WHAT YOU SHOULD DO
Whenever "struct" occurs in a line of the material, list that line.

=== Begin Enclosure ===

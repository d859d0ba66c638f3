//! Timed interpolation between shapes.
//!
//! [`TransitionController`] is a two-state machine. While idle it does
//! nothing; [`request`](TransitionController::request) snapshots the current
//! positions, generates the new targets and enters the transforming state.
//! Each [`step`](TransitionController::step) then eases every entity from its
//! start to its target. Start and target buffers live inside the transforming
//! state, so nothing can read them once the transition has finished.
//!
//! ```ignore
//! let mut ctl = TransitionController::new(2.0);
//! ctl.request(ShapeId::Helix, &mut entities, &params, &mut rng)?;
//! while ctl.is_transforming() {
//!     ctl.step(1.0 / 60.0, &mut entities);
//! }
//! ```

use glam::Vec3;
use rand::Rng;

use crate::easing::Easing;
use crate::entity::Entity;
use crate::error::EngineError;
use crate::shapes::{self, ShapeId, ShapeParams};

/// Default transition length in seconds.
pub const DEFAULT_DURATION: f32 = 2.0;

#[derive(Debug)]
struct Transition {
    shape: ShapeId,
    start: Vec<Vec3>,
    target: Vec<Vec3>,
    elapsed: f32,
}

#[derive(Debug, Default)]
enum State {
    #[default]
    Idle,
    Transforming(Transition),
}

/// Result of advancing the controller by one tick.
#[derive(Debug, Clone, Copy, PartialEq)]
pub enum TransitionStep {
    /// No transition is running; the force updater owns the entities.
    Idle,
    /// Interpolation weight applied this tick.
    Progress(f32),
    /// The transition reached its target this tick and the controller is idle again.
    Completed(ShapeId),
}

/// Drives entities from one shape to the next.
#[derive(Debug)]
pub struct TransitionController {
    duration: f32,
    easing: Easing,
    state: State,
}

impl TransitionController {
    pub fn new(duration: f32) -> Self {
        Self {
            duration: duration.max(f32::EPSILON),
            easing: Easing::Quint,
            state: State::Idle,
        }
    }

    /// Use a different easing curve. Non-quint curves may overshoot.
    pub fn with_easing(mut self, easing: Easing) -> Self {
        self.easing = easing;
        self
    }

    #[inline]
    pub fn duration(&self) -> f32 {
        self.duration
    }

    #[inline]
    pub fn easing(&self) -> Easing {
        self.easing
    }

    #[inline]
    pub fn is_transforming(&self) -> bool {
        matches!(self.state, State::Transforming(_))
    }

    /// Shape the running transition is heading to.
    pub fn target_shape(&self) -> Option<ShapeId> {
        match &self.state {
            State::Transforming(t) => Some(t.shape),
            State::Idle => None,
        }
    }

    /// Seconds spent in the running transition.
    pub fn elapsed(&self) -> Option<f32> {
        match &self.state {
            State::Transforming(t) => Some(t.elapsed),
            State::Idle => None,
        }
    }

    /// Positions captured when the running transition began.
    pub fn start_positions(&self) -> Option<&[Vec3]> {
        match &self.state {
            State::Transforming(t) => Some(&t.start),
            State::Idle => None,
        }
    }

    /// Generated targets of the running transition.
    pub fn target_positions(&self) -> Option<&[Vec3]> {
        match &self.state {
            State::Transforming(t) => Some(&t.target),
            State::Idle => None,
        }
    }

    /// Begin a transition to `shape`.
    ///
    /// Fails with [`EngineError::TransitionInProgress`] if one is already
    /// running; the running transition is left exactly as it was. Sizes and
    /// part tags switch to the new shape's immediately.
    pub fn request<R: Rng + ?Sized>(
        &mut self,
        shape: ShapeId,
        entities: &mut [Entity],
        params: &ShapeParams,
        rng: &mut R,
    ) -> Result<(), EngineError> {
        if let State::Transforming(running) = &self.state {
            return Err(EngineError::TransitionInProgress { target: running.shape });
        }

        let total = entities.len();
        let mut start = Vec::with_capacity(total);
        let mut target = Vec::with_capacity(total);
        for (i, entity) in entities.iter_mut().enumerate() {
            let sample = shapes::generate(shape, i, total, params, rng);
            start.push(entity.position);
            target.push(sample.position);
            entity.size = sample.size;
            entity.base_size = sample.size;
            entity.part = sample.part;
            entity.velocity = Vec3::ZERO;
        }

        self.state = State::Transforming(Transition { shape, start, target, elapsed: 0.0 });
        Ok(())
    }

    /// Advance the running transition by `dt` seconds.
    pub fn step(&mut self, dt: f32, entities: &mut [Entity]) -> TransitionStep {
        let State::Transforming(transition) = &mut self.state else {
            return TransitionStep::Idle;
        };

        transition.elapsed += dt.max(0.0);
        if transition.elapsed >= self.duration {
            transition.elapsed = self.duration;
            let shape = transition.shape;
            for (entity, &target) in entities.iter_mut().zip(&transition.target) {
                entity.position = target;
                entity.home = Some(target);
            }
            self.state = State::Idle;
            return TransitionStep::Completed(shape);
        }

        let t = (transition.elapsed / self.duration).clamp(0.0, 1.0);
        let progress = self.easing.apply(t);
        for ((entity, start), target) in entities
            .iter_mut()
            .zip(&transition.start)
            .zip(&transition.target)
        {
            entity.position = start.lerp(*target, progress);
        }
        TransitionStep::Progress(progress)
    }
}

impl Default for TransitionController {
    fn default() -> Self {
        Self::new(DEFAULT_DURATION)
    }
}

=== End Enclosure ===

PROBLEM SOLUTION
struct Transition {
pub struct TransitionController {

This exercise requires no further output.